The Minnesota Real Estate Foundation has been especially successful cultivating relationships with financial advisors, attorneys and CPAs who are their best referral sources. The Foundation’s partner organizations, armed with marketing material from the Foundation, also produce a significant number of referrals.

George Washington University has had considerable success training its major gift officers to initiate conversations with donor prospects identified by a prospect research team focusing on owners of multiple pieces of real estate. Similarly, The Nature Conservancy benefits from their army of well-trained field fundraisers exploring the full range of assets, including real estate, with their donor prospects. TNC also generates many inquiries through its excellent real estate gifts website.  (I recommend it to all my clients: http://giftplanning.nature.org/giftguide/)

Though some institutions have generated gifts through mailings highlighting the story of actual real estate donors, the trend seems to be greater results from web pages that specifically highlight real estate as an asset to be donated. But the one trend that tops them all is the success of those development shops that focus prospect research on real estate donors, and then encourage (or require) their trained gift officers to initiate real estate conversations with prospects.

What is your advice to other non-profits interested in ramping up their real estate gift activity?

The themes that emerge from our collective experience are:

  1. Seek professional help in developing real estate gift acceptance policies and procedures appropriate for your organization.
  2. Find a combination of in-house staff eager to be trained, and outside consultants, who can evaluate gift opportunities, structure and close the gifts.
  3. Make sure that all staff and board members fully understand the organization’s interest in real estate gifts, and that they feel comfortable at least starting the discussion with donors when appropriate.
  4. Be patient.

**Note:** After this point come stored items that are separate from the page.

//! Crawl engine: frontier queue, page fetcher, and the worker-pool scheduler

mod fetcher;
mod frontier;
mod scheduler;

pub use fetcher::CollectionFetcher;
pub use frontier::{CrawlTask, Frontier};
pub use scheduler::Scheduler;

use crate::auth::ChallengeSolver;
use crate::config::Config;
use crate::extract::PageExtractor;
use crate::registry::Entity;
use crate::Result;
use std::sync::Arc;

/// Runs a complete crawl and returns the final result set
///
/// Logs in on a pooled session, seeds the frontier, runs the worker pool to
/// natural completion (frontier drained and all workers idle), and returns
/// the registry snapshot.
pub async fn crawl(
    config: Config,
    extractor: Arc<dyn PageExtractor>,
    solver: Arc<dyn ChallengeSolver>,
) -> Result<Vec<Entity>> {
    let scheduler = Scheduler::new(config, extractor, solver)?;
    scheduler.run().await?;
    Ok(scheduler.registry().snapshot())
}
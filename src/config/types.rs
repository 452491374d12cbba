use serde::Deserialize;

/// Main configuration structure for a crawl run
#[derive(Debug, Clone, Deserialize)]
pub struct Config {
    pub crawler: CrawlerConfig,
    pub site: SiteConfig,
    pub credentials: CredentialsConfig,
    pub output: OutputConfig,
}

/// Crawler behavior configuration
#[derive(Debug, Clone, Deserialize)]
pub struct CrawlerConfig {
    /// Entity id the crawl starts from
    #[serde(rename = "seed-id")]
    pub seed_id: String,

    /// Maximum discovery depth from the seed entity
    #[serde(rename = "max-depth")]
    pub max_depth: u32,

    /// Number of concurrent worker tasks (also the session pool size)
    #[serde(rename = "max-workers")]
    pub max_workers: u32,

    /// Number of collection items per page on the target site
    #[serde(rename = "page-size")]
    pub page_size: u32,

    /// Lower bound of the randomized inter-page delay (milliseconds)
    #[serde(rename = "rate-limit-min-ms")]
    pub rate_limit_min_ms: u64,

    /// Upper bound of the randomized inter-page delay (milliseconds)
    #[serde(rename = "rate-limit-max-ms")]
    pub rate_limit_max_ms: u64,
}

/// Target site URL templates and identification
#[derive(Debug, Clone, Deserialize)]
pub struct SiteConfig {
    /// Login page URL; fetches redirected here trigger re-authentication
    #[serde(rename = "login-url")]
    pub login_url: String,

    /// Contacts page template, `{id}` is replaced with the entity id
    #[serde(rename = "contacts-url-template")]
    pub contacts_url_template: String,

    /// Collection page template, `{id}` and `{start}` are replaced with the
    /// entity id and the paging offset
    #[serde(rename = "collection-url-template")]
    pub collection_url_template: String,

    /// User-Agent header sent on every request
    #[serde(rename = "user-agent")]
    pub user_agent: String,
}

impl SiteConfig {
    /// Expands the contacts page URL for an entity
    pub fn contacts_url(&self, entity_id: &str) -> String {
        self.contacts_url_template.replace("{id}", entity_id)
    }

    /// Expands the collection page URL for an entity at a paging offset
    pub fn collection_url(&self, entity_id: &str, start: u32) -> String {
        self.collection_url_template
            .replace("{id}", entity_id)
            .replace("{start}", &start.to_string())
    }
}

/// Login credentials for the target site
#[derive(Debug, Clone, Deserialize)]
pub struct CredentialsConfig {
    pub email: String,
    pub password: String,
}

/// Output configuration
#[derive(Debug, Clone, Deserialize)]
pub struct OutputConfig {
    /// Path the JSON result file is written to
    #[serde(rename = "results-path")]
    pub results_path: String,
}
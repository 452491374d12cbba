use crate::config::types::Config;
use crate::config::validation::validate;
use crate::ConfigError;
use sha2::{Digest, Sha256};
use std::path::Path;

/// Loads and parses a configuration file from the given path
///
/// # Arguments
///
/// * `path` - Path to the TOML configuration file
///
/// # Returns
///
/// * `Ok(Config)` - Successfully loaded and validated configuration
/// * `Err(ConfigError)` - Failed to load, parse, or validate the configuration
pub fn load_config(path: &Path) -> Result<Config, ConfigError> {
    let content = std::fs::read_to_string(path)?;

    let config: Config = toml::from_str(&content)?;

    validate(&config)?;

    Ok(config)
}

/// Computes a SHA-256 hash of the configuration file content
///
/// Used to identify which configuration a result file was produced with.
pub fn compute_config_hash(path: &Path) -> Result<String, ConfigError> {
    let content = std::fs::read_to_string(path)?;
    let mut hasher = Sha256::new();
    hasher.update(content.as_bytes());
    let result = hasher.finalize();
    Ok(hex::encode(result))
}

/// Loads a configuration and returns both the config and its hash
pub fn load_config_with_hash(path: &Path) -> Result<(Config, String), ConfigError> {
    let config = load_config(path)?;
    let hash = compute_config_hash(path)?;
    Ok((config, hash))
}
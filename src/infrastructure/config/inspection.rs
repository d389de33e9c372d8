//! 적용 설정 진단(inspection) 뷰 모델.

use std::env;

use serde::Serialize;

use super::loader::LoadedConfig;
use super::resolve::resolve_password;
use crate::application::config::{Config, DefaultsConfig};

#[derive(Debug, Clone, Serialize)]
pub struct ConfigInspection {
    pub searched_paths: Vec<String>,
    pub loaded_paths: Vec<String>,
    pub defaults: DefaultsConfig,
    pub effective_defaults: EffectiveDefaults,
}

#[derive(Debug, Clone, Serialize)]
pub struct EffectiveDefaults {
    pub location: Option<String>,
    pub namespace: String,
    pub user: Option<String>,
    pub password_source: Option<String>,
    pub password_resolved: bool,
    pub endpoint: Option<String>,
    pub timeout_ms: u64,
}

impl ConfigInspection {
    pub(crate) fn from_loaded(loaded: LoadedConfig) -> Self {
        let config = &loaded.config;
        let password = resolve_password(config, |name| env::var(name).ok());

        let mut defaults = config.defaults.clone();
        if defaults.password.is_some() {
            defaults.password = Some("***".to_string());
        }

        Self {
            searched_paths: loaded
                .searched_paths
                .iter()
                .map(|p| p.display().to_string())
                .collect(),
            loaded_paths: loaded
                .loaded_paths
                .iter()
                .map(|p| p.display().to_string())
                .collect(),
            defaults,
            effective_defaults: EffectiveDefaults {
                location: config.defaults.location.clone(),
                namespace: config.namespace(),
                user: config.defaults.user.clone(),
                password_source: password.source,
                password_resolved: password.password.is_some(),
                endpoint: endpoint_hint(config),
                timeout_ms: config.timeout_ms(),
            },
        }
    }
}

fn endpoint_hint(config: &Config) -> Option<String> {
    let location = config.defaults.location.as_deref()?;
    if location.contains("://") {
        return Some(format!("{}{}", location.trim_end_matches('/'), config.cim_path()));
    }
    Some(format!("{}://{}{}", config.scheme(), location, config.cim_path()))
}
//! 응답 XML을 작은 엘리먼트 트리로 읽어들이는 파서.

use anyhow::{Context, Result, bail};
use quick_xml::Reader;
use quick_xml::events::{BytesStart, Event};

#[derive(Debug, Default, Clone, PartialEq, Eq)]
pub(crate) struct Element {
    pub name: String,
    pub attrs: Vec<(String, String)>,
    pub children: Vec<Element>,
    pub text: String,
}

impl Element {
    pub fn attr(&self, name: &str) -> Option<&str> {
        self.attrs
            .iter()
            .find(|(k, _)| k.eq_ignore_ascii_case(name))
            .map(|(_, v)| v.as_str())
    }

    pub fn child(&self, name: &str) -> Option<&Element> {
        self.children.iter().find(|c| c.name == name)
    }

    pub fn children_named<'a>(&'a self, name: &'a str) -> impl Iterator<Item = &'a Element> + 'a {
        self.children.iter().filter(move |c| c.name == name)
    }

    /// 필수 자식 엘리먼트. 없으면 어떤 자식을 찾지 못했는지 알려준다.
    pub fn expect_child(&self, name: &str) -> Result<&Element> {
        self.child(name)
            .with_context(|| format!("<{}> has no <{name}> child", self.name))
    }

    pub fn expect_attr(&self, name: &str) -> Result<&str> {
        self.attr(name)
            .with_context(|| format!("<{}> has no {name} attribute", self.name))
    }
}

/// 문서 전체를 읽어 최상위 엘리먼트를 돌려준다.
pub(crate) fn parse_document(xml: &str) -> Result<Element> {
    // 값의 앞뒤 공백을 보존하려고 텍스트는 다듬지 않는다.
    let mut reader = Reader::from_str(xml);

    // stack[0]은 문서 루트를 담는 가상 엘리먼트.
    let mut stack: Vec<Element> = vec![Element::default()];

    loop {
        match reader.read_event() {
            Ok(Event::Start(start)) => stack.push(element_from(&start)?),
            Ok(Event::Empty(start)) => {
                let element = element_from(&start)?;
                current(&mut stack)?.children.push(element);
            }
            Ok(Event::End(_)) => {
                if stack.len() < 2 {
                    bail!("unbalanced closing tag at byte {}", reader.buffer_position());
                }
                if let Some(done) = stack.pop() {
                    current(&mut stack)?.children.push(done);
                }
            }
            Ok(Event::Text(text)) => {
                let unescaped = text.unescape().context("invalid text content")?;
                current(&mut stack)?.text.push_str(&unescaped);
            }
            Ok(Event::CData(cdata)) => {
                let raw = cdata.into_inner();
                current(&mut stack)?
                    .text
                    .push_str(&String::from_utf8_lossy(&raw));
            }
            Ok(Event::Eof) => break,
            Ok(_) => {}
            Err(err) => bail!("malformed XML at byte {}: {err}", reader.buffer_position()),
        }
    }

    if stack.len() != 1 {
        bail!("XML document ended with unclosed elements");
    }
    let mut root = stack.remove(0);
    match root.children.len() {
        1 => Ok(root.children.remove(0)),
        0 => bail!("empty XML document"),
        _ => bail!("XML document has more than one root element"),
    }
}

fn current(stack: &mut [Element]) -> Result<&mut Element> {
    stack.last_mut().context("XML element stack is empty")
}

fn element_from(start: &BytesStart<'_>) -> Result<Element> {
    let name = String::from_utf8_lossy(start.name().as_ref()).into_owned();
    let mut attrs = Vec::new();
    for attr in start.attributes() {
        let attr = attr.with_context(|| format!("invalid attribute on <{name}>"))?;
        let key = String::from_utf8_lossy(attr.key.as_ref()).into_owned();
        let value = attr
            .unescape_value()
            .with_context(|| format!("invalid value for {key} on <{name}>"))?
            .into_owned();
        attrs.push((key, value));
    }
    Ok(Element {
        name,
        attrs,
        children: Vec::new(),
        text: String::new(),
    })
}
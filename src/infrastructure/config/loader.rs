//! 설정 파일 탐색/병합 로더.

use std::env;
use std::fs;
use std::path::{Path, PathBuf};

use anyhow::{Context, Result};

use crate::application::config::Config;

pub(crate) const CONFIG_ENV: &str = "SMIS_CONFIG";

#[derive(Debug, Clone)]
pub(crate) struct LoadedConfig {
    pub config: Config,
    pub searched_paths: Vec<PathBuf>,
    pub loaded_paths: Vec<PathBuf>,
}

/// 우선순위 경로를 순회해 JSON 설정을 병합한다.
pub(crate) fn load_merged_config() -> Result<LoadedConfig> {
    load_from_paths(config_paths())
}

pub(crate) fn load_from_paths(paths: Vec<PathBuf>) -> Result<LoadedConfig> {
    // 낮은 우선순위에서 높은 우선순위 순서로 병합한다.
    let mut merged = Config::default();
    let mut loaded_paths = Vec::new();

    for path in &paths {
        if !path.exists() {
            continue;
        }

        let raw = fs::read_to_string(path)
            .with_context(|| format!("failed to read config at {}", path.display()))?;
        let parsed: Config = serde_json::from_str(&raw)
            .with_context(|| format!("failed to parse JSON in {}", path.display()))?;
        merged.merge_from(parsed);
        tracing::debug!(path = %path.display(), "config loaded");
        loaded_paths.push(path.to_path_buf());
    }

    Ok(LoadedConfig {
        config: merged,
        searched_paths: paths,
        loaded_paths,
    })
}

/// 시스템 + 사용자 + 프로젝트 + 명시 경로 순으로 병합 경로를 구성한다.
pub fn config_paths() -> Vec<PathBuf> {
    // 낮은 우선순위 -> 높은 우선순위 순서로 병합됨.
    let mut paths = vec![PathBuf::from("/etc/smis/config.json")];

    if let Some(base) = dirs::config_dir() {
        paths.push(base.join("smis").join("config.json"));
    }

    paths.push(PathBuf::from(".smis/config.json"));

    if let Ok(path) = env::var(CONFIG_ENV) {
        paths.push(Path::new(&path).to_path_buf());
    }

    dedup_paths(paths)
}

fn dedup_paths(paths: Vec<PathBuf>) -> Vec<PathBuf> {
    let mut out = Vec::new();
    for p in paths {
        if !out.contains(&p) {
            out.push(p);
        }
    }
    out
}

#[cfg(test)]
mod tests {
    use std::fs;

    use super::*;

    #[test]
    fn merges_existing_files_in_priority_order() {
        let dir = tempfile::tempdir().unwrap();
        let low = dir.path().join("low.json");
        let high = dir.path().join("high.json");
        let missing = dir.path().join("missing.json");
        fs::write(&low, r#"{"defaults":{"location":"low:5988","user":"ops"}}"#).unwrap();
        fs::write(&high, r#"{"defaults":{"location":"high:5989"}}"#).unwrap();

        let loaded = load_from_paths(vec![low.clone(), missing, high.clone()]).unwrap();

        assert_eq!(loaded.loaded_paths, vec![low, high]);
        assert_eq!(loaded.searched_paths.len(), 3);
        assert_eq!(loaded.config.defaults.location.as_deref(), Some("high:5989"));
        assert_eq!(loaded.config.defaults.user.as_deref(), Some("ops"));
    }

    #[test]
    fn invalid_json_names_the_file() {
        let dir = tempfile::tempdir().unwrap();
        let bad = dir.path().join("bad.json");
        fs::write(&bad, "{ not json").unwrap();

        let err = load_from_paths(vec![bad.clone()]).unwrap_err();
        assert!(format!("{err:#}").contains(&bad.display().to_string()));
    }

    #[test]
    fn duplicate_paths_are_searched_once() {
        let paths = dedup_paths(vec![
            PathBuf::from("a"),
            PathBuf::from("b"),
            PathBuf::from("a"),
        ]);
        assert_eq!(paths, vec![PathBuf::from("a"), PathBuf::from("b")]);
    }
}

Understand that an investment of time and money will be necessary, but that with patience it will pay off in the form of substantial real estate gifts.

And finally, as a reminder that organizations that follow these practices are successful in attracting real estate gifts, a national survey of almost 600 non-profits conducted by the National Committee on Planned Giving (now the Partnership for Philanthropic Planning) in 2008, revealed that 13% of survey respondents – virtually all of which employed the steps outlined above – reported that 10% or greater of their total giving in recent years had been in the form of real estate gifts.